В тот же вечер он поехал к Стаховым. Анна Васильевна встретила его ласково, попеняла ему, что он совсем их забыл, и, найдя его бледным, осведомилась о его здоровье; Николай Артемьевич ни «лова ему не сказал, только поглядел на него с задумчиво-небрежным любопытством; Шубин обошелся с ним холодно; но Елена удивила его. Она его ждала; она для него надела то самое платье, которое было на ней в день их первого свидания в часовне; но она так спокойно его приветствовала и так была любезна и беспечно весела, что, глядя на нее, никто бы не подумал, что судьба этой девушки уже решена и что одно тайное сознание счастливой любви придавало оживление ее чертам, легкость и прелесть всем ее движениям. Она разливала чай вместо Зои, шутила, болтала; она знала, что за ней будет наблюдать Шубин, что Инсаров не сумеет надеть маску, не сумеет прикинуться равнодушным, и вооружилась заранее. Она не ошиблась: Шубин не спускал с нее глаз, а Инсаров был очень молчалив и пасмурен в течение всего вечера. Елена чувствовала себя до того счастливой, что ей захотелось подразнить его.
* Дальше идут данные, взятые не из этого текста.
use crate::executor::CompositeExecutor;
use crate::graph::CompositeGraph;
use crate::ports::{collect_outputs, collect_unconnected_inputs};
use async_trait::async_trait;
use flowcore::{
    CompositeExecutionResult, Edge, ExecutionContext, ExecutionSettings, GraphError, Node,
    NodeError, NodeKind, NodeMetadata, NodeOutput, PortDefinition, ValidationReport, Value,
};
use std::collections::HashMap;
use std::sync::atomic::{AtomicBool, Ordering};
use std::sync::Arc;
use std::time::Duration;
use tracing::Instrument;

pub const COMPOSITE_NODE_TYPE: &str = "composite";

/// A node whose work is running a graph of child nodes.
///
/// The graph is read afresh on every run, so edits made between runs are
/// always honoured. Ports are derived from the children on every call.
pub struct CompositeNode {
    id: String,
    name: String,
    node_type: String,
    metadata: NodeMetadata,
    settings: ExecutionSettings,
    variables: HashMap<String, Value>,
    graph: CompositeGraph,
    disposed: AtomicBool,
}

impl std::fmt::Debug for CompositeNode {
    fn fmt(&self, f: &mut std::fmt::Formatter<'_>) -> std::fmt::Result {
        f.debug_struct("CompositeNode")
            .field("id", &self.id)
            .field("name", &self.name)
            .field("node_type", &self.node_type)
            .finish_non_exhaustive()
    }
}

impl CompositeNode {
    pub fn new(id: impl Into<String>, name: impl Into<String>) -> Self {
        Self {
            id: id.into(),
            name: name.into(),
            node_type: COMPOSITE_NODE_TYPE.to_string(),
            metadata: NodeMetadata::new("composite", ""),
            settings: ExecutionSettings::default(),
            variables: HashMap::new(),
            graph: CompositeGraph::new(),
            disposed: AtomicBool::new(false),
        }
    }

    /// Register under a custom type name, e.g. when exposed through a catalog.
    pub fn with_type(mut self, node_type: impl Into<String>) -> Self {
        self.node_type = node_type.into();
        self
    }

    pub fn with_metadata(mut self, metadata: NodeMetadata) -> Self {
        self.metadata = metadata;
        self
    }

    pub fn with_settings(mut self, settings: ExecutionSettings) -> Self {
        self.settings = settings;
        self
    }

    pub fn with_variables(mut self, variables: HashMap<String, Value>) -> Self {
        self.variables = variables;
        self
    }

    pub fn with_graph(mut self, graph: CompositeGraph) -> Self {
        self.graph = graph;
        self
    }

    pub fn settings(&self) -> &ExecutionSettings {
        &self.settings
    }

    pub fn set_settings(&mut self, settings: ExecutionSettings) {
        self.settings = settings;
    }

    pub fn graph(&self) -> &CompositeGraph {
        &self.graph
    }

    pub fn children(&self) -> &[Arc<dyn Node>] {
        self.graph.children()
    }

    pub fn edges(&self) -> &[Edge] {
        self.graph.edges()
    }

    pub fn add_child(&mut self, child: Arc<dyn Node>) -> Result<(), GraphError> {
        self.graph.add_child(child)
    }

    pub fn remove_child(&mut self, id: &str) -> Result<Arc<dyn Node>, GraphError> {
        self.graph.remove_child(id)
    }

    pub fn set_children(&mut self, children: Vec<Arc<dyn Node>>) -> Result<(), GraphError> {
        self.graph.set_children(children)
    }

    pub fn connect(
        &mut self,
        source: &str,
        source_port: &str,
        target: &str,
        target_port: &str,
    ) -> Result<String, GraphError> {
        self.graph.connect(source, source_port, target, target_port)
    }

    pub fn disconnect(&mut self, edge_id: &str) -> Option<Edge> {
        self.graph.disconnect(edge_id)
    }

    pub fn is_disposed(&self) -> bool {
        self.disposed.load(Ordering::Acquire)
    }

    /// Run the children and keep the per-child detail.
    pub async fn run(&self, ctx: ExecutionContext) -> CompositeExecutionResult {
        if self.is_disposed() {
            return CompositeExecutionResult::failure(NodeError::Disposed.to_string(), Duration::ZERO);
        }

        let mut ctx = ctx;
        if !self.variables.is_empty() {
            let mut variables = self.variables.clone();
            variables.extend(ctx.variables.iter().map(|(k, v)| (k.clone(), v.clone())));
            ctx.variables = Arc::new(variables);
        }

        let span = ctx.span.clone();
        CompositeExecutor::new(self.settings.clone())
            .execute(self.graph.children(), self.graph.edges(), &ctx)
            .instrument(span)
            .await
    }
}

#[async_trait]
impl Node for CompositeNode {
    fn id(&self) -> &str {
        &self.id
    }

    fn name(&self) -> &str {
        &self.name
    }

    fn node_type(&self) -> &str {
        &self.node_type
    }

    fn metadata(&self) -> NodeMetadata {
        self.metadata.clone()
    }

    fn input_ports(&self) -> Vec<PortDefinition> {
        collect_unconnected_inputs(self.graph.children(), self.graph.edges())
    }

    fn output_ports(&self) -> Vec<PortDefinition> {
        collect_outputs(self.graph.children())
    }

    fn kind(&self) -> NodeKind {
        NodeKind::Composite
    }

    async fn execute(&self, ctx: ExecutionContext) -> Result<NodeOutput, NodeError> {
        self.run(ctx).await.into_output()
    }

    fn validate(&self) -> ValidationReport {
        let mut report = ValidationReport::check_identity(&self.id, &self.name, &self.node_type);
        for child in self.graph.children() {
            let label = format!("Child '{}'", child.id());
            report.merge(child.validate().prefixed(&label));
        }
        report.merge(self.graph.validate_edges());
        report
    }

    async fn dispose(&self) -> Result<(), NodeError> {
        if self.disposed.swap(true, Ordering::AcqRel) {
            return Ok(());
        }

        tracing::debug!(composite_id = %self.id, "Disposing composite");
        let mut first_error = None;
        for child in self.graph.children() {
            if let Err(e) = child.dispose().await {
                tracing::warn!(child_id = child.id(), "Failed to dispose child: {}", e);
                first_error.get_or_insert(e);
            }
        }

        match first_error {
            Some(e) => Err(e),
            None => Ok(()),
        }
    }
}
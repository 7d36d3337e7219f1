use flowcore::{
    CompositeDefinition, ExecutionContext, ExecutionSettings, Node, NodeCatalog, NodeError,
    NodeSpec, Value,
};
use flownodes::{register_all, AddNode, DelayNode, JsonParseNode, JsonStringifyNode};
use flowruntime::{build_composite, FlowRuntime, NodeRegistry, RuntimeConfig};
use std::collections::HashMap;
use std::sync::Arc;
use std::time::{Duration, Instant};
use tokio_util::sync::CancellationToken;

fn registry() -> NodeRegistry {
    let mut registry = NodeRegistry::new();
    register_all(&mut registry);
    registry
}

#[test]
fn test_register_all_exposes_standard_types() {
    let registry = registry();

    assert_eq!(
        registry.list_node_types(),
        vec![
            "debug.log",
            "http.request",
            "math.add",
            "time.delay",
            "transform.json_parse",
            "transform.json_stringify",
        ]
    );
    assert_eq!(registry.metadata("math.add").unwrap().category, "math");
}

#[tokio::test]
async fn test_add_uses_configured_amount() {
    let ctx = ExecutionContext::new("add")
        .with_input("value", 2.0)
        .with_config("amount", 3.0);

    let output = AddNode.execute(ctx).await.unwrap();
    assert_eq!(output.outputs.get("result"), Some(&Value::Number(5.0)));
}

#[tokio::test]
async fn test_add_rejects_non_numeric_input() {
    let ctx = ExecutionContext::new("add").with_input("value", "two");

    let err = AddNode.execute(ctx).await.unwrap_err();
    assert!(matches!(err, NodeError::InvalidInputType { ref field, .. } if field == "value"));
}

#[tokio::test]
async fn test_raw_json_inputs_are_accepted_by_shape() {
    let ctx = ExecutionContext::new("add").with_input("value", serde_json::json!(4));
    let output = AddNode.execute(ctx).await.unwrap();
    assert_eq!(output.outputs.get("result"), Some(&Value::Number(4.0)));

    let ctx = ExecutionContext::new("parse").with_input("json", serde_json::json!("[true]"));
    let output = JsonParseNode.execute(ctx).await.unwrap();
    assert_eq!(
        output.outputs.get("parsed"),
        Some(&Value::Array(vec![Value::Bool(true)]))
    );

    let ctx = ExecutionContext::new("parse").with_input("json", serde_json::json!({"a": 1}));
    let err = JsonParseNode.execute(ctx).await.unwrap_err();
    assert_eq!(
        err,
        NodeError::InvalidInputType {
            field: "json".to_string(),
            expected: "string".to_string(),
            actual: "json".to_string(),
        }
    );
}

#[test]
fn test_add_validates_amount() {
    let mut config = HashMap::new();
    config.insert("amount".to_string(), Value::from("lots"));
    assert!(AddNode.validate_config(&config).is_err());

    config.insert("amount".to_string(), Value::Number(1.0));
    assert!(AddNode.validate_config(&config).is_ok());
}

#[tokio::test]
async fn test_json_parse_builds_structured_values() {
    let ctx = ExecutionContext::new("parse").with_input("json", r#"{"items": [1, 2]}"#);

    let output = JsonParseNode.execute(ctx).await.unwrap();
    let parsed = output.outputs.get("parsed").unwrap();
    let items = parsed.as_object().unwrap().get("items").unwrap();
    assert_eq!(
        items.as_array().unwrap(),
        &[Value::Number(1.0), Value::Number(2.0)]
    );
}

#[tokio::test]
async fn test_json_parse_reports_bad_input() {
    let ctx = ExecutionContext::new("parse").with_input("json", "{not json");

    let err = JsonParseNode.execute(ctx).await.unwrap_err();
    assert!(err.to_string().contains("JSON parse error"));
}

#[tokio::test]
async fn test_json_stringify_renders_compact_json() {
    let ctx = ExecutionContext::new("stringify").with_input("value", vec![Value::from(1.0)]);

    let output = JsonStringifyNode.execute(ctx).await.unwrap();
    assert_eq!(output.outputs.get("json"), Some(&Value::from("[1.0]")));
}

#[tokio::test]
async fn test_delay_passes_inputs_through() {
    let ctx = ExecutionContext::new("delay")
        .with_input("value", "kept")
        .with_config("delay_ms", 5.0);

    let output = DelayNode.execute(ctx).await.unwrap();
    assert_eq!(output.outputs.get("value"), Some(&Value::from("kept")));
}

#[tokio::test]
async fn test_delay_stops_when_cancelled() {
    let token = CancellationToken::new();
    let ctx = ExecutionContext::new("delay")
        .with_config("delay_ms", 10_000.0)
        .with_cancellation(token.clone());

    let started = Instant::now();
    let handle = tokio::spawn(async move { DelayNode.execute(ctx).await });
    tokio::time::sleep(Duration::from_millis(20)).await;
    token.cancel();

    let result = handle.await.unwrap();
    assert_eq!(result.unwrap_err(), NodeError::Cancelled);
    assert!(started.elapsed() < Duration::from_secs(5));
}

fn pipeline() -> CompositeDefinition {
    let mut def = CompositeDefinition::new("pipeline", "Pipeline");
    def.add_node(NodeSpec::new("parse", "transform.json_parse"));
    def.add_node(NodeSpec::new("wait", "time.delay").with_config("delay_ms", 1));
    def.add_node(NodeSpec::new("bump", "math.add").with_config("amount", 10));
    def.add_node(NodeSpec::new("render", "transform.json_stringify"));
    def.connect("parse", "parsed", "wait", "value");
    def.connect("wait", "value", "bump", "value");
    def.connect("bump", "result", "render", "value");
    def
}

#[tokio::test]
async fn test_definition_runs_through_standard_nodes() {
    let registry = registry();
    let composite = build_composite(&pipeline(), &registry).unwrap();

    let inputs: Vec<String> = composite.input_ports().into_iter().map(|p| p.id).collect();
    assert_eq!(inputs, vec!["parse_json"]);

    let result = composite
        .run(ExecutionContext::new("pipeline").with_input("parse_json", "32"))
        .await;

    assert!(result.success, "{:?}", result.error);
    assert_eq!(result.execution_order, vec!["parse", "wait", "bump", "render"]);
    assert_eq!(
        result.result("render").unwrap().output("json"),
        Some(&Value::from("42.0"))
    );
}

#[tokio::test]
async fn test_runtime_runs_pipeline_in_parallel_mode() {
    let mut def = pipeline();
    def.settings = Some(ExecutionSettings::parallel(4));

    let runtime = FlowRuntime::with_registry(Arc::new(registry()), RuntimeConfig::default());
    let mut inputs = HashMap::new();
    inputs.insert("parse_json".to_string(), Value::from("1"));

    let result = runtime.execute(&def, inputs).await.unwrap();
    assert!(result.success, "{:?}", result.error);
    assert_eq!(
        result.result("bump").unwrap().output("result"),
        Some(&Value::Number(11.0))
    );
}

#[test]
fn test_singletons_resolve_by_type() {
    let registry = registry();
    let node = registry.resolve("time.delay").unwrap();

    assert_eq!(node.node_type(), "time.delay");
    assert!(!node.is_composite());
}

#[tokio::test]
async fn test_debug_streams_message_to_listeners() {
    let bus = flowcore::EventBus::new(16);
    let mut events = bus.subscribe();
    let emitter = bus.create_emitter(flowcore::ExecutionId::new_v4(), "log");
    let ctx = ExecutionContext::with_events("log", emitter).with_input("message", "hello");

    let output = flownodes::DebugNode.execute(ctx).await.unwrap();
    assert_eq!(output.outputs.get("message"), Some(&Value::from("hello")));

    let mut streamed = None;
    while let Ok(event) = events.try_recv() {
        if let flowcore::ExecutionEvent::NodeEvent {
            event: flowcore::NodeEvent::Data { port, value },
            ..
        } = event
        {
            streamed = Some((port, value));
        }
    }
    assert_eq!(streamed, Some(("message".to_string(), Value::from("hello"))));
}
— Ну что? — спросила она его вдруг, — план ваш подвигается?
Инсаров смутился.
— Какой план? — проговорил он.
— А вы забыли? — ответила она, смеясь ему в лицо: он один мог понять значение этого счастливого смеха. — Ваша болгарская хрестоматия для русских?
— Quelle bourde![30] — пробормотал сквозь зубы Николай Артемьевич.
Зоя села за фортепьяно. Елена едва заметно пожала плечом и показала Инсарову глазами на дверь, как бы отпуская его домой. Потом она с расстановкой два раза коснулась пальцем стола и посмотрела на него. Он понял, что она ему назначала свидание через два дня, и она быстро улыбнулась, когда увидела, что он ее понял. Инсаров встал и начал прощаться: он чувствовал себя нездоровым. Явился Курнатовский. Николай Артемьевич вскочил, поднял правую руку выше головы и мягко опустил ее на ладонь обер-секретаря. Инсаров остался еще несколько минут, чтобы посмотреть на своего соперника. Елена украдкой лукаво покачала головой, хозяин не счел нужным их представить друг другу, и Инсаров ушел, в последний раз обменявшись взором с Еленой. Шубин подумал, подумал — и яростно заспорил с Курнатовским о юридическом вопросе, в котором ничего не смыслил.